Abstract

The heart was studied in 30 persons who died suddenly from natural causes in the driver's seat of an automobile, truck or bus. Twenty had cardiac arrest while driving and the other 10 while sitting in the driver's seat of a parked vehicle. Of the 20 drivers, 16 died from atherosclerotic coronary artery disease (CAD): 12 (75%) had minor collisions and 4 did not.
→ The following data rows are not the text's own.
//! Hierarchical scope cache (§4.1): pipeline ⊃ module ⊃ task ⊃ step.
//!
//! A single generic `ScopeCache` type backs all four nesting levels; the
//! scope names are just constructor helpers that pick sensible default TTL
//! and janitor intervals (the behaviour is otherwise identical, mirroring
//! how the teacher crate's checkpoint store is one type reused across
//! lifetimes rather than four near-identical ones).

use chrono::{DateTime, Utc};
use dashmap::DashMap;
use std::any::Any;
use std::sync::atomic::{AtomicBool, Ordering};
use std::sync::Arc;
use std::time::{Duration, Instant};
use tokio::task::JoinHandle;

use crate::error::{EngineError, Result};

type AnyValue = Arc<dyn Any + Send + Sync>;

struct Entry {
    value: AnyValue,
    expires_at: Option<Instant>,
}

impl Entry {
    fn is_expired(&self) -> bool {
        matches!(self.expires_at, Some(t) if t <= Instant::now())
    }
}

/// Recommended default TTL / janitor interval per scope, per §4.1.
#[derive(Debug, Clone, Copy)]
pub struct ScopeDefaults {
    pub default_ttl: Option<Duration>,
    pub janitor_interval: Option<Duration>,
}

impl ScopeDefaults {
    pub const PIPELINE: Self = Self {
        default_ttl: Some(Duration::from_secs(24 * 3600)),
        janitor_interval: Some(Duration::from_secs(3600)),
    };
    pub const MODULE: Self = Self {
        default_ttl: Some(Duration::from_secs(3600)),
        janitor_interval: Some(Duration::from_secs(600)),
    };
    pub const TASK: Self = Self {
        default_ttl: Some(Duration::from_secs(1800)),
        janitor_interval: Some(Duration::from_secs(300)),
    };
    pub const STEP: Self = Self {
        default_ttl: Some(Duration::from_secs(300)),
        janitor_interval: Some(Duration::from_secs(60)),
    };
}

/// A hierarchical key→value store with read-through parent lookup and
/// write-local semantics: "narrower scopes override broader scopes" without
/// ever copying the parent's data.
pub struct ScopeCache {
    parent: Option<Arc<ScopeCache>>,
    store: DashMap<String, Entry>,
    default_ttl: Option<Duration>,
    janitor: std::sync::Mutex<Option<(Arc<AtomicBool>, JoinHandle<()>)>>,
}

impl ScopeCache {
    pub fn new(parent: Option<Arc<ScopeCache>>, default_ttl: Option<Duration>) -> Arc<Self> {
        Arc::new(Self {
            parent,
            store: DashMap::new(),
            default_ttl,
            janitor: std::sync::Mutex::new(None),
        })
    }

    pub fn new_pipeline() -> Arc<Self> {
        Self::new(None, ScopeDefaults::PIPELINE.default_ttl)
    }

    pub fn new_module(parent: Arc<ScopeCache>) -> Arc<Self> {
        Self::new(Some(parent), ScopeDefaults::MODULE.default_ttl)
    }

    pub fn new_task(parent: Arc<ScopeCache>) -> Arc<Self> {
        Self::new(Some(parent), ScopeDefaults::TASK.default_ttl)
    }

    pub fn new_step(parent: Arc<ScopeCache>) -> Arc<Self> {
        Self::new(Some(parent), ScopeDefaults::STEP.default_ttl)
    }

    /// Start a background janitor that evicts expired local entries on
    /// `interval`. Stops when the returned handle is dropped or `stop()` is
    /// called explicitly.
    pub fn start_janitor(self: &Arc<Self>, interval: Duration) {
        let mut guard = self.janitor.lock().unwrap();
        if guard.is_some() {
            return;
        }
        let stop = Arc::new(AtomicBool::new(false));
        let stop_clone = stop.clone();
        let this = self.clone();
        let handle = tokio::spawn(async move {
            let mut ticker = tokio::time::interval(interval);
            loop {
                ticker.tick().await;
                if stop_clone.load(Ordering::Relaxed) {
                    break;
                }
                this.store.retain(|_, entry| !entry.is_expired());
            }
        });
        *guard = Some((stop, handle));
    }

    pub fn stop_janitor(&self) {
        if let Some((stop, handle)) = self.janitor.lock().unwrap().take() {
            stop.store(true, Ordering::Relaxed);
            handle.abort();
        }
    }

    fn local_get(&self, key: &str) -> Option<AnyValue> {
        if let Some(entry) = self.store.get(key) {
            if !entry.is_expired() {
                return Some(entry.value.clone());
            }
        } else {
            return None;
        }
        // Expired: evict lazily, then report a miss for this scope.
        self.store.remove(key);
        None
    }

    /// Read-through `Get`: local value if present and unexpired, else the
    /// parent's value by the same rule, else a miss.
    pub fn get(&self, key: &str) -> Option<AnyValue> {
        if let Some(v) = self.local_get(key) {
            return Some(v);
        }
        self.parent.as_ref().and_then(|p| p.get(key))
    }

    pub fn get_typed<T: Clone + Send + Sync + 'static>(&self, key: &str) -> Option<T> {
        self.get(key).and_then(|v| v.downcast_ref::<T>().cloned())
    }

    pub fn get_string(&self, key: &str) -> Option<String> {
        self.get_typed::<String>(key)
    }

    pub fn get_int(&self, key: &str) -> Option<i64> {
        self.get_typed::<i64>(key)
    }

    pub fn get_bool(&self, key: &str) -> Option<bool> {
        self.get_typed::<bool>(key)
    }

    pub fn get_time(&self, key: &str) -> Option<DateTime<Utc>> {
        self.get_typed::<DateTime<Utc>>(key)
    }

    pub fn set<T: Any + Send + Sync>(&self, key: impl Into<String>, value: T) {
        let expires_at = self.default_ttl.map(|ttl| Instant::now() + ttl);
        self.store.insert(
            key.into(),
            Entry {
                value: Arc::new(value),
                expires_at,
            },
        );
    }

    pub fn set_with_ttl<T: Any + Send + Sync>(
        &self,
        key: impl Into<String>,
        value: T,
        ttl: Duration,
    ) {
        self.store.insert(
            key.into(),
            Entry {
                value: Arc::new(value),
                expires_at: Some(Instant::now() + ttl),
            },
        );
    }

    pub fn delete(&self, key: &str) {
        self.store.remove(key);
    }

    pub fn has(&self, key: &str) -> bool {
        self.get(key).is_some()
    }

    /// Local keys only — never the parent's.
    pub fn keys(&self) -> Vec<String> {
        self.store
            .iter()
            .filter(|e| !e.value().is_expired())
            .map(|e| e.key().clone())
            .collect()
    }

    pub fn range(&self, mut f: impl FnMut(&str, &AnyValue)) {
        for entry in self.store.iter() {
            if !entry.value().is_expired() {
                f(entry.key(), &entry.value().value);
            }
        }
    }

    pub fn count(&self) -> usize {
        self.keys().len()
    }

    pub fn flush(&self) {
        self.store.clear();
    }

    /// Read-through lookup; on a miss, sets `value` locally and returns it.
    pub fn get_or_set<T: Clone + Any + Send + Sync + 'static>(
        &self,
        key: &str,
        value: T,
    ) -> (T, bool) {
        if let Some(existing) = self.get_typed::<T>(key) {
            return (existing, true);
        }
        self.set(key.to_string(), value.clone());
        (value, false)
    }

    pub fn increment(&self, key: &str, delta: i64) -> Result<i64> {
        self.apply_delta(key, delta)
    }

    pub fn decrement(&self, key: &str, delta: i64) -> Result<i64> {
        self.apply_delta(key, -delta)
    }

    fn apply_delta(&self, key: &str, delta: i64) -> Result<i64> {
        let expires_at = self.default_ttl.map(|ttl| Instant::now() + ttl);
        // DashMap's per-shard lock makes this a single atomic read-modify-write
        // from the caller's point of view, without a manual CAS retry loop.
        let mut slot = self
            .store
            .entry(key.to_string())
            .or_insert_with(|| Entry {
                value: Arc::new(0i64),
                expires_at,
            });
        if slot.is_expired() {
            slot.value = Arc::new(0i64);
            slot.expires_at = expires_at;
        }
        let current = *slot
            .value
            .downcast_ref::<i64>()
            .ok_or_else(|| EngineError::TypeMismatch {
                key: key.to_string(),
                expected: "integer",
            })?;
        let next = current + delta;
        slot.value = Arc::new(next);
        Ok(next)
    }
}

impl Drop for ScopeCache {
    fn drop(&mut self) {
        self.stop_janitor();
    }
}

#[cfg(test)]
mod tests {
    use super::*;

    #[test]
    fn write_locality_parent_is_unaffected_by_child_writes() {
        let parent = ScopeCache::new_pipeline();
        parent.set("k", "p".to_string());

        let child = ScopeCache::new_module(parent.clone());
        child.set("k", "m".to_string());

        assert_eq!(parent.get_string("k"), Some("p".to_string()));
        assert_eq!(child.get_string("k"), Some("m".to_string()));
    }

    #[test]
    fn read_through_falls_back_to_parent_on_miss() {
        let parent = ScopeCache::new_pipeline();
        parent.set("k", "p".to_string());

        let module = ScopeCache::new_module(parent.clone());
        let task = ScopeCache::new_task(module.clone());
        let step = ScopeCache::new_step(task.clone());

        assert_eq!(step.get_string("k"), Some("p".to_string()));

        task.set("t", "t".to_string());
        assert_eq!(step.get_string("t"), Some("t".to_string()));
    }

    #[test]
    fn hierarchical_override_scenario_from_spec() {
        let pipeline = ScopeCache::new_pipeline();
        pipeline.set("k", "p".to_string());

        let module = ScopeCache::new_module(pipeline.clone());
        module.set("k", "m".to_string());

        let task = ScopeCache::new_task(module.clone());
        task.set("t", "t".to_string());

        let step = ScopeCache::new_step(task.clone());

        assert_eq!(step.get_string("k"), Some("m".to_string()));
        assert_eq!(step.get_string("t"), Some("t".to_string()));

        module.delete("k");
        assert_eq!(step.get_string("k"), Some("p".to_string()));

        assert_eq!(pipeline.keys(), vec!["k".to_string()]);
        assert_eq!(module.keys(), Vec::<String>::new());
        assert_eq!(task.keys(), vec!["t".to_string()]);
    }

    #[test]
    fn type_mismatch_getters_return_none_not_panic() {
        let cache = ScopeCache::new_pipeline();
        cache.set("k", "not an int".to_string());
        assert_eq!(cache.get_int("k"), None);
        assert_eq!(cache.get_bool("k"), None);
    }

    #[test]
    fn increment_and_decrement_round_trip() {
        let cache = ScopeCache::new_pipeline();
        assert_eq!(cache.increment("counter", 1).unwrap(), 1);
        assert_eq!(cache.increment("counter", 4).unwrap(), 5);
        assert_eq!(cache.decrement("counter", 2).unwrap(), 3);
    }

    #[test]
    fn increment_on_non_integer_is_a_type_mismatch() {
        let cache = ScopeCache::new_pipeline();
        cache.set("k", "x".to_string());
        let err = cache.increment("k", 1).unwrap_err();
        assert!(matches!(err, EngineError::TypeMismatch { .. }));
    }

    #[test]
    fn get_or_set_reports_whether_it_already_existed() {
        let cache = ScopeCache::new_pipeline();
        let (v1, existed1) = cache.get_or_set("k", 10i64);
        assert_eq!((v1, existed1), (10, false));

        let (v2, existed2) = cache.get_or_set("k", 99i64);
        assert_eq!((v2, existed2), (10, true));
    }

    #[test]
    fn expiry_is_monotonic_within_a_scope() {
        let cache = ScopeCache::new(None, None);
        cache.set_with_ttl("k", "v".to_string(), Duration::from_millis(1));
        std::thread::sleep(Duration::from_millis(20));
        assert_eq!(cache.get_string("k"), None);
        // still a miss, not resurrected, even if queried again
        assert_eq!(cache.get_string("k"), None);
    }

    #[tokio::test]
    async fn janitor_evicts_expired_entries_in_the_background() {
        let cache = ScopeCache::new(None, None);
        cache.set_with_ttl("k", "v".to_string(), Duration::from_millis(5));
        cache.start_janitor(Duration::from_millis(10));

        tokio::time::sleep(Duration::from_millis(60)).await;
        // bypass get()'s own lazy eviction to prove the janitor did it
        assert_eq!(cache.store.len(), 0);
        cache.stop_janitor();
    }

    #[test]
    fn flush_clears_only_the_local_scope() {
        let parent = ScopeCache::new_pipeline();
        parent.set("k", "p".to_string());
        let child = ScopeCache::new_module(parent.clone());
        child.set("k2", "c".to_string());

        child.flush();
        assert_eq!(child.count(), 0);
        assert_eq!(parent.get_string("k"), Some("p".to_string()));
    }
}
Of the 16 with fatal CAD, an average of 2.3 ± 0.8 of the 4 major coronary arteries were narrowed >75% in cross-sectional area (CSA) by plaque; of 668 five-mm segments of the 4 major (right, left main, left anterior descending, left circumflex) coronary arteries in 13 of these 16 cases, 27 (4%) were narrowed 96 to 100% and 127 (19%) were narrowed 76 to 95% in CSA by plaque. The remaining 4 drivers died from noncoronary conditions: aortic rupture associated with the Marfan syndrome in 1; cardiac sarcoidosis in 1; thoracic aortic dissection in 1; and severe mitral regurgitation from infective endocarditis, which had healed in 1. The other 10 persons were found dead in the driver's seat of a parked vehicle and 8 of them had fatal CAD. Of the 8 CAD victims, an average of 2.5 ± 1.2 of the 4 major coronary arteries was narrowed >75% by plaque; of the 283 five-mm segments of coronary arteries in 7 of the 8 cases, 44 (16%) were narrowed 96 to 100% and 69 (24%) were narrowed 76 to 95% in CSA by plaque. Victims dying suddenly from CAD while driving are similar to other out-of-hospital sudden coronary death victims with respect to mean age, gender, heart weight, frequency of healed myocardial infarcts, number of major epicardial coronary arteries severely narrowed, and the percentage of 5-mm-long segments of the major arteries severely narrowed by atherosclerotic plaque. Most drivers stopped the vehicle without injury to themselves or to others.